╭──

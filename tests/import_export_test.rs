use tempfile::tempdir;

use tracker::backup::{self, Workbook};
use tracker::export::{export_filename, to_csv};
use tracker::grid::GridStore;
use tracker::import::{ImportError, from_csv_str, load_table};
use tracker::record::RowRecord;
use tracker::schema::RowVariant;

fn contractors() -> Vec<RowRecord> {
    let rows = vec![
        RowRecord::from_pairs(
            RowVariant::ContractorList,
            [
                ("efile", "EF/2024/17"),
                ("contractor", "Acme, Ltd"),
                ("description", "Annual \"AMC\" for pumps"),
                ("value", "1,20,000"),
                ("gst", "18%"),
                ("startDate", "2024-01-01"),
                ("endDate", "2025-12-31"),
            ],
        ),
        RowRecord::from_pairs(
            RowVariant::ContractorList,
            [("contractor", "Bolt Works"), ("endDate", "2025-06-30")],
        ),
    ];
    GridStore::from_rows(RowVariant::ContractorList, rows).into_rows()
}

#[test]
fn exported_csv_imports_back() {
    println!("\n====== Testing CSV export and import ======");
    let rows = contractors();
    let csv = to_csv(RowVariant::ContractorList, &rows);
    let report = from_csv_str(RowVariant::ContractorList, &csv).unwrap();

    assert_eq!(report.skipped, 0);
    assert!(report.unmapped_columns.is_empty());
    assert_eq!(report.rows.len(), 2);
    for (imported, original) in report.rows.iter().zip(&rows) {
        assert_eq!(imported.sno, original.sno);
        for field in ["efile", "contractor", "description", "value", "gst", "startDate", "endDate"] {
            assert_eq!(imported.get(field), original.get(field), "field {}", field);
        }
    }
    println!("✓ Quoted commas and quotes survive a CSV round trip");
}

#[test]
fn multi_line_descriptions_survive_a_round_trip() {
    let rows = GridStore::from_rows(
        RowVariant::ContractorList,
        vec![
            RowRecord::from_pairs(
                RowVariant::ContractorList,
                [("contractor", "Acme"), ("description", "line one\nline two, \"quoted\"")],
            ),
            RowRecord::from_pairs(RowVariant::ContractorList, [("contractor", "Bolt")]),
        ],
    )
    .into_rows();

    let csv = to_csv(RowVariant::ContractorList, &rows).replace('\n', "\r\n");
    let report = from_csv_str(RowVariant::ContractorList, &csv).unwrap();

    assert_eq!(report.skipped, 0);
    assert_eq!(report.rows.len(), 2);
    assert_eq!(report.rows[0].get("description"), "line one\r\nline two, \"quoted\"");
    assert_eq!(report.rows[1].get("contractor"), "Bolt");

    let report = from_csv_str(RowVariant::ContractorList, &to_csv(RowVariant::ContractorList, &rows)).unwrap();
    assert_eq!(report.rows[0].get("description"), "line one\nline two, \"quoted\"");
    println!("✓ Line breaks inside quoted values are kept");
}

#[test]
fn database_style_headers_are_recognized() {
    let text = "id,e_file_no,contractor,po_no,bg_no,bg_date,bg_amount,bg_validity,gem_bid_no,notes\n\
                1,,Acme,PO-1,BG-1,01/04/2024,\"5,00,000\",45657,GEM-9,ignored\n";
    let report = from_csv_str(RowVariant::Epbg, text).unwrap();
    assert_eq!(report.rows.len(), 1);
    let row = &report.rows[0];
    assert_eq!(row.get("bgDate"), "2024-04-01");
    assert_eq!(row.get("bgValidity"), "2024-12-31");
    assert_eq!(row.get("gemBid"), "GEM-9");
    assert_eq!(row.amount("bgAmount"), Some(500000.0));
    assert!(report.unmapped_columns.contains(&"notes".to_string()));
}

#[test]
fn malformed_rows_are_counted_not_fatal() {
    let text = "Contractor,Approved Amount,Bill Due Date\n\
                Acme,1000,2024-05-01\n\
                Bolt,lots,2024-05-01\n\
                Core,2000,next week\n\
                \n\
                Dyne,3000,2024-06-01\n";
    let report = from_csv_str(RowVariant::BillTracker, text).unwrap();
    let names: Vec<&str> = report.rows.iter().map(|r| r.get("contractor")).collect();
    assert_eq!(names, ["Acme", "Dyne"]);
    assert_eq!(report.skipped, 2);
}

#[test]
fn header_without_known_columns_is_rejected() {
    assert!(matches!(
        from_csv_str(RowVariant::Epbg, "foo,bar\n1,2\n"),
        Err(ImportError::NoRecognizedColumns(RowVariant::Epbg))
    ));
    assert!(matches!(from_csv_str(RowVariant::Epbg, "\n\n"), Err(ImportError::Empty)));
}

#[test]
fn load_table_picks_the_reader_by_extension() {
    let dir = tempdir().unwrap();
    let csv_path = dir.path().join(export_filename(RowVariant::ContractorList, "csv"));
    std::fs::write(&csv_path, to_csv(RowVariant::ContractorList, &contractors())).unwrap();

    let report = load_table(RowVariant::ContractorList, &csv_path).unwrap();
    assert_eq!(report.rows.len(), 2);

    let txt = dir.path().join("rows.txt");
    std::fs::write(&txt, "x").unwrap();
    assert!(matches!(
        load_table(RowVariant::ContractorList, &txt),
        Err(ImportError::Unsupported(_))
    ));
}

#[cfg(feature = "web")]
#[test]
fn exported_xlsx_imports_back() {
    use tracker::export::to_xlsx;
    use tracker::import::from_excel_bytes;

    let rows = contractors();
    let bytes = to_xlsx(RowVariant::ContractorList, &rows).unwrap();
    let report = from_excel_bytes(RowVariant::ContractorList, &bytes).unwrap();

    assert_eq!(report.rows.len(), 2);
    assert_eq!(report.rows[0].get("contractor"), "Acme, Ltd");
    assert_eq!(report.rows[0].amount("value"), Some(120000.0));
    assert_eq!(report.rows[1].get("endDate"), "2025-06-30");
    println!("✓ XLSX export reads back through the Excel importer");
}

#[test]
fn workbook_backup_restores_every_table() {
    let dir = tempdir().unwrap();
    let path = dir.path().join("tracker.bin.gz");

    let workbook = Workbook {
        saved_at: None,
        contractors: contractors(),
        bills: vec![RowRecord::from_pairs(RowVariant::BillTracker, [("contractor", "Acme")])],
        epbg: Vec::new(),
    };
    backup::save_workbook(&workbook, &path).unwrap();
    let restored = backup::load_workbook(&path).unwrap();

    assert_eq!(restored, workbook);
    assert_eq!(restored.row_count(), 3);
    assert_eq!(restored.table(RowVariant::Epbg).len(), 0);
    println!("✓ Backup file restores all three tables");
}
#![cfg(not(tarpaulin_include))]

use clap::Parser;
use tracker::app;
use tracker::config::ServerConfig;
use tracker::logging;

/// Main entry point for the tracker API server
///
/// Reads the configuration from flags and `TRACKER_*` environment variables,
/// installs logging and serves the REST API until the process is stopped.
#[tokio::main]
async fn main() -> anyhow::Result<()> {
    let config = ServerConfig::parse();
    logging::init(false);

    app::run(config).await
}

╰──

→ Task item: Restate word for word the lines from the one holding "#[tokio::main]" through the last line of the listing, omitting every earlier line.

→ Reply:
#[tokio::main]
async fn main() -> anyhow::Result<()> {
    let config = ServerConfig::parse();
    logging::init(false);

    app::run(config).await
}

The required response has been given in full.